Sebastian Vettel went on to accumulate the most victories at the circuit, winning in 2011, 2012, 2013, 2015, and 2019. His 2019 victory, achieved at Ferrari, proved to be the final win of his Formula One career. The 2017 race was a pivotal moment in that season's title fight: pole-sitter Vettel was eliminated in a first-corner collision involving Ferrari teammate Kimi Räikkönen and Red Bull's Max Verstappen, allowing Lewis Hamilton to win from fifth on the grid and extend his championship lead from three points to 28. Lewis Hamilton also won in 2009, 2014, and 2018, making him a multiple victor at the venue. Lando Norris won in 2024, leading every lap, while George Russell took victory in 2025.

The 2020 and 2021 races were cancelled due to the COVID-19 pandemic and associated travel restrictions imposed by the Singapore government.

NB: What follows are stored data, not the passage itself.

use super::PageFetcher;
use crate::config::ScrapeConfig;
use crate::error::{Result, ScrapeError};
use reqwest::{Client, ClientBuilder};
use scraper::{Html, Selector};
use std::time::Duration;
use tracing::{info, warn};

fn client_builder(config: &ScrapeConfig) -> ClientBuilder {
    Client::builder()
        .timeout(Duration::from_secs(config.timeout_secs))
        .user_agent(&config.user_agent)
}

pub struct HttpFetcher {
    client: Client,
    timeout_secs: u64,
    wait_selector: Option<String>,
}

impl HttpFetcher {
    pub fn from_config(config: &ScrapeConfig) -> Result<Self> {
        Self::with_builder(config, client_builder(config))
    }

    fn with_builder(config: &ScrapeConfig, builder: ClientBuilder) -> Result<Self> {
        let client = builder.build()?;

        Ok(Self {
            client,
            timeout_secs: config.timeout_secs,
            wait_selector: config.wait_selector.clone(),
        })
    }

    fn request_error(&self, url: &str, e: reqwest::Error) -> ScrapeError {
        if e.is_timeout() {
            ScrapeError::Timeout {
                url: url.to_string(),
                secs: self.timeout_secs,
            }
        } else {
            ScrapeError::Network(e)
        }
    }

    /// Nothing runs scripts here, so a wait selector can only be checked
    /// against what the server sent.
    fn check_wait_selector(&self, markup: &str) {
        let Some(wait_selector) = &self.wait_selector else {
            return;
        };
        let Ok(selector) = Selector::parse(wait_selector) else {
            warn!("Ignoring unparsable wait selector {}", wait_selector);
            return;
        };
        if Html::parse_document(markup).select(&selector).next().is_none() {
            warn!(
                "{} is not in the served markup; the page may need --fetcher browser",
                wait_selector
            );
        }
    }
}

impl PageFetcher for HttpFetcher {
    async fn fetch(&self, url: &str) -> Result<String> {
        info!("Fetching {}", url);

        let response = self
            .client
            .get(url)
            .send()
            .await
            .map_err(|e| self.request_error(url, e))?;

        let markup = response
            .error_for_status()?
            .text()
            .await
            .map_err(|e| self.request_error(url, e))?;
        if markup.trim().is_empty() {
            warn!("{} returned an empty body", url);
        }

        self.check_wait_selector(&markup);
        Ok(markup)
    }
}

#[cfg(test)]
mod tests {
    use super::*;
    use crate::config::DEFAULT_USER_AGENT;
    use wiremock::matchers::{header, method, path};
    use wiremock::{Mock, MockServer, ResponseTemplate};

    // system proxies would swallow requests to the loopback server
    fn local_fetcher(config: &ScrapeConfig) -> HttpFetcher {
        HttpFetcher::with_builder(config, client_builder(config).no_proxy()).unwrap()
    }

    fn short_timeout() -> ScrapeConfig {
        ScrapeConfig {
            timeout_secs: 1,
            ..Default::default()
        }
    }

    #[tokio::test]
    async fn sends_browser_user_agent() {
        let server = MockServer::start().await;
        Mock::given(method("GET"))
            .and(path("/"))
            .and(header("user-agent", DEFAULT_USER_AGENT))
            .respond_with(ResponseTemplate::new(200).set_body_string("<div class=\"card\"></div>"))
            .expect(1)
            .mount(&server)
            .await;

        let markup = local_fetcher(&short_timeout())
            .fetch(&server.uri())
            .await
            .unwrap();
        assert_eq!(markup, "<div class=\"card\"></div>");
    }

    #[tokio::test]
    async fn error_status_is_a_network_error() {
        let server = MockServer::start().await;
        Mock::given(method("GET"))
            .respond_with(ResponseTemplate::new(503).set_body_string("busy"))
            .expect(1)
            .mount(&server)
            .await;

        let result = local_fetcher(&short_timeout()).fetch(&server.uri()).await;
        assert!(matches!(result, Err(ScrapeError::Network(_))));
    }

    #[tokio::test]
    async fn missing_wait_selector_is_not_fatal() {
        let server = MockServer::start().await;
        Mock::given(method("GET"))
            .respond_with(ResponseTemplate::new(200).set_body_string("<p>shell</p>"))
            .mount(&server)
            .await;

        let config = ScrapeConfig {
            wait_selector: Some(".card".to_string()),
            ..short_timeout()
        };
        let markup = local_fetcher(&config).fetch(&server.uri()).await.unwrap();
        assert_eq!(markup, "<p>shell</p>");
    }

    #[tokio::test]
    async fn slow_server_is_a_timeout() {
        let server = MockServer::start().await;
        Mock::given(method("GET"))
            .respond_with(
                ResponseTemplate::new(200)
                    .set_body_string("<p>late</p>")
                    .set_delay(Duration::from_secs(3)),
            )
            .mount(&server)
            .await;

        let url = server.uri();
        match local_fetcher(&short_timeout()).fetch(&url).await {
            Err(ScrapeError::Timeout { url: timed_out, secs }) => {
                assert_eq!(timed_out, url);
                assert_eq!(secs, 1);
            }
            other => panic!("expected a timeout, got {other:?}"),
        }
    }
}
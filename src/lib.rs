pub mod config;
pub mod domain;
pub mod error;
pub mod infrastructure;
pub mod services;
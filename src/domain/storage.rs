use super::MatchRecord;
use crate::error::Result;
use std::path::PathBuf;

pub trait Storage: Send + Sync {
    fn save_matches(&self, records: &[MatchRecord]) -> Result<PathBuf>;
    fn load_matches(&self) -> Result<Option<Vec<MatchRecord>>>;
    fn save_debug_markup(&self, markup: &str) -> Result<PathBuf>;
}
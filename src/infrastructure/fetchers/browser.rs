use super::PageFetcher;
use crate::config::ScrapeConfig;
use crate::error::{Result, ScrapeError};
use chromiumoxide::browser::{Browser, BrowserConfig};
use chromiumoxide::page::Page;
use futures_util::StreamExt;
use std::time::{Duration, Instant};
use tracing::{debug, info, warn};

const SELECTOR_POLL: Duration = Duration::from_millis(250);

/// Renders the page in headless Chrome so script-built listings show up.
///
/// One browser and one page per fetch; the browser is closed on every path
/// once it has launched.
pub struct BrowserFetcher {
    user_agent: String,
    timeout: Duration,
    wait_selector: Option<String>,
    wait_timeout: Duration,
}

fn browser_err(context: &str, e: impl std::fmt::Display) -> ScrapeError {
    ScrapeError::Browser(format!("{}: {}", context, e))
}

impl BrowserFetcher {
    pub fn from_config(config: &ScrapeConfig) -> Self {
        Self {
            user_agent: config.user_agent.clone(),
            timeout: Duration::from_secs(config.timeout_secs),
            wait_selector: config.wait_selector.clone(),
            wait_timeout: Duration::from_secs(config.wait_timeout_secs),
        }
    }

    async fn load(&self, browser: &Browser, url: &str) -> Result<String> {
        let page = browser
            .new_page("about:blank")
            .await
            .map_err(|e| browser_err("Failed to create new page", e))?;

        page.set_user_agent(self.user_agent.as_str())
            .await
            .map_err(|e| browser_err("Failed to set user agent", e))?;

        let navigation = async {
            page.goto(url).await?;
            page.wait_for_navigation().await?;
            Ok::<_, chromiumoxide::error::CdpError>(())
        };
        match tokio::time::timeout(self.timeout, navigation).await {
            Ok(Ok(())) => debug!("Navigation to {} settled", url),
            Ok(Err(e)) => return Err(browser_err("Failed to navigate", e)),
            Err(_) => {
                return Err(ScrapeError::Timeout {
                    url: url.to_string(),
                    secs: self.timeout.as_secs(),
                })
            }
        }

        if let Some(selector) = &self.wait_selector {
            self.wait_for_selector(&page, selector).await;
        }

        page.content()
            .await
            .map_err(|e| browser_err("Failed to read page content", e))
    }

    /// A selector that never shows up is logged; whatever loaded is still used.
    async fn wait_for_selector(&self, page: &Page, selector: &str) {
        let start = Instant::now();
        loop {
            if page.find_element(selector).await.is_ok() {
                debug!("{} appeared after {:?}", selector, start.elapsed());
                return;
            }
            if start.elapsed() > self.wait_timeout {
                warn!(
                    "Timed out after {}s waiting for {}; extracting what loaded",
                    self.wait_timeout.as_secs(),
                    selector
                );
                return;
            }
            tokio::time::sleep(SELECTOR_POLL).await;
        }
    }
}

impl PageFetcher for BrowserFetcher {
    async fn fetch(&self, url: &str) -> Result<String> {
        let config = BrowserConfig::builder()
            .no_sandbox()
            .arg("--disable-setuid-sandbox")
            .request_timeout(self.timeout)
            .build()
            .map_err(|e| browser_err("Failed to build browser config", e))?;

        let (mut browser, mut handler) = Browser::launch(config)
            .await
            .map_err(|e| browser_err("Failed to launch browser", e))?;

        let handle = tokio::spawn(async move {
            while let Some(event) = handler.next().await {
                if event.is_err() {
                    break;
                }
            }
        });

        info!("Loading {} in headless Chrome", url);
        let result = self.load(&browser, url).await;

        if let Err(e) = browser.close().await {
            warn!("Failed to close browser: {}", e);
        }
        if let Err(e) = handle.await {
            warn!("Browser handler task ended abnormally: {}", e);
        }

        result
    }
}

The Marina Bay circuit has undergone several modifications over the years. Turns 1, 2, and 3 were reprofiled for 2009 to improve overtaking opportunities, and turn 10 was also revised after high kerbs caused accidents in 2008. In 2013 the turn-10 "Singapore Sling" chicane was reconfigured into a flowing left-hander. A major change came for 2023 when turns 16–19 were removed to make way for the NS Square development, creating a new flat section and reducing lap times by approximately ten seconds. A fourth DRS zone was added between turns 14 and 16 for 2024, making Marina Bay only the second track in Formula One history — alongside the Albert Park Circuit — to feature four such zones.

The race's continued place on the Formula One calendar has been secured through successive contract extensions: through 2017 (announced 2012), through 2021 (announced on the eve of the 2017 race), and through at least 2028 (announced 27 January 2022). Singapore Airlines replaced Singtel as the event's title sponsor beginning with the 2014 race.

Marina Bay is consistently described by drivers as the most demanding race on the Formula One calendar. Nineteen corners, high temperatures and humidity, proximity to barriers throughout, and limited run-off areas combine to tax both drivers and machinery. Until 2024 every race edition featured at least one safety car deployment, a streak totalling 24 deployments. The 2024 and 2025 races became the first two editions to be completed without a safety car. Race distances frequently exhaust the two-hour time limit, and four editions have been concluded on the clock rather than by completing the scheduled laps.